You should first define the problem you are trying to solve and then collect reasonable amount of data to solve the problem.
The amount of data does not matter - if you can solve a problem with 1 GB of data, why would you crawl 1 TB?
This is actually for an enterprise level Translation Machine Learning project. 1GB or even 1TB is never going to be enough to reach accuracy of a human translator. We are aiming for 1000TB to increase chances of accuracy.
(You could have) all of it, if you have the bandwidth and space. We’re happy to oblige.
Thanks for the response! We did come across the Google n-grams.
Why it was not suitable is:
- It is just a repository of words, while we were looking for text (grammatically correct sentences)
- The files are still pretty small and don’t measure up to more than 25 TB.
In fact there are many data dumps like that (Wacky corpus, Reddit comments etc). All these, while being a good source, don’t contribute much to the size we are looking for. Therefore, only solution was to build a generic crawler.
Hi @sindhukem49, that seems like the best approach (and the last resort!).
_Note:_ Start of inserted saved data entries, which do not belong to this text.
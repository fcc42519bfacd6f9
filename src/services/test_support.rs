// Helpers dos testes de banco (#[sqlx::test])

use chrono::NaiveDate;
use sqlx::PgPool;
use uuid::Uuid;

use crate::{
    db::{DashboardRepository, ExpiryRepository, LedgerRepository, MedicineRepository, UserRepository},
    services::{
        alert_service::AlertService, expiry_service::ExpiryService, ledger_service::LedgerService,
        medicine_service::MedicineService,
    },
};

pub(crate) fn today() -> NaiveDate {
    crate::common::db_utils::today()
}

pub(crate) async fn create_user(pool: &PgPool, username: &str) -> Uuid {
    UserRepository::new(pool.clone())
        .create_user(username, &format!("{username}@example.com"), "not-a-real-hash")
        .await
        .expect("falha ao criar usuário de teste")
        .id
}

pub(crate) fn ledger_service(pool: &PgPool) -> LedgerService {
    LedgerService::new(MedicineRepository::new(pool.clone()), LedgerRepository::new(pool.clone()))
}

pub(crate) fn medicine_service(pool: &PgPool) -> MedicineService {
    MedicineService::new(MedicineRepository::new(pool.clone()), LedgerRepository::new(pool.clone()))
}

pub(crate) fn expiry_service(pool: &PgPool) -> ExpiryService {
    ExpiryService::new(ExpiryRepository::new(pool.clone()))
}

pub(crate) fn alert_service(pool: &PgPool) -> AlertService {
    AlertService::new(MedicineRepository::new(pool.clone()), DashboardRepository::new(pool.clone()))
}
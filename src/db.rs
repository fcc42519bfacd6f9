pub mod user_repo;
pub use user_repo::UserRepository;
pub mod medicine_repo;
pub use medicine_repo::MedicineRepository;
pub mod ledger_repo;
pub use ledger_repo::LedgerRepository;
pub mod expiry_repo;
pub use expiry_repo::ExpiryRepository;
pub mod dashboard_repo;
pub use dashboard_repo::DashboardRepository;
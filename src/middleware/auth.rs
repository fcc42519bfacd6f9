// src/middleware/auth.rs

use axum::{
    extract::{FromRequestParts, Request, State},
    http::request::Parts,
    middleware::Next,
    response::Response,
};
use axum_extra::{
    headers::{authorization::Bearer, Authorization},
    typed_header::TypedHeaderRejection,
    TypedHeader,
};

use crate::{
    common::error::{ApiError, AppError},
    config::AppState,
    middleware::i18n::Locale,
    models::auth::User,
};

// Guarda das rotas privadas: valida o Bearer e pendura o User na requisição
pub async fn auth_guard(
    State(app_state): State<AppState>,
    locale: Locale,
    bearer: Result<TypedHeader<Authorization<Bearer>>, TypedHeaderRejection>,
    mut request: Request,
    next: Next,
) -> Result<Response, ApiError> {
    // Cabeçalho ausente ou fora do formato "Bearer <token>": 401 nos dois casos
    let Ok(TypedHeader(Authorization(bearer))) = bearer else {
        return Err(AppError::InvalidToken.to_api_error(&locale, &app_state.i18n_store));
    };

    let user = app_state
        .auth_service
        .validate_token(bearer.token())
        .await
        .map_err(|e| match e {
            // Token de usuário apagado vale tanto quanto token inválido
            AppError::UserNotFound => AppError::InvalidToken,
            other => other,
        })
        .map_err(|e| e.to_api_error(&locale, &app_state.i18n_store))?;

    request.extensions_mut().insert(user);
    Ok(next.run(request).await)
}

// Extrator para obter o usuário autenticado diretamente nos handlers
#[derive(Debug, Clone)]
pub struct AuthenticatedUser(pub User);

impl AuthenticatedUser {
    pub fn id(&self) -> uuid::Uuid {
        self.0.id
    }
}

impl FromRequestParts<AppState> for AuthenticatedUser {
    type Rejection = ApiError;

    async fn from_request_parts(parts: &mut Parts, state: &AppState) -> Result<Self, Self::Rejection> {
        if let Some(user) = parts.extensions.get::<User>() {
            return Ok(AuthenticatedUser(user.clone()));
        }

        // Rota sem o auth_guard: trata como não autenticado
        let Ok(locale) = Locale::from_request_parts(parts, state).await;
        Err(AppError::InvalidToken.to_api_error(&locale, &state.i18n_store))
    }
}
As far as I have heard, large companies such as google and microsoft are working on this problem too. Maybe you could ask them (I doubt they’ll reveal their trade secrets but still, you could try).
Also you may find this paper by stanford’s NLP group useful.
Your idea is certainly noteworthy, I wish you the best.
PS: If you succeed, could you please make that freely available. It would be great to work on this humongous data!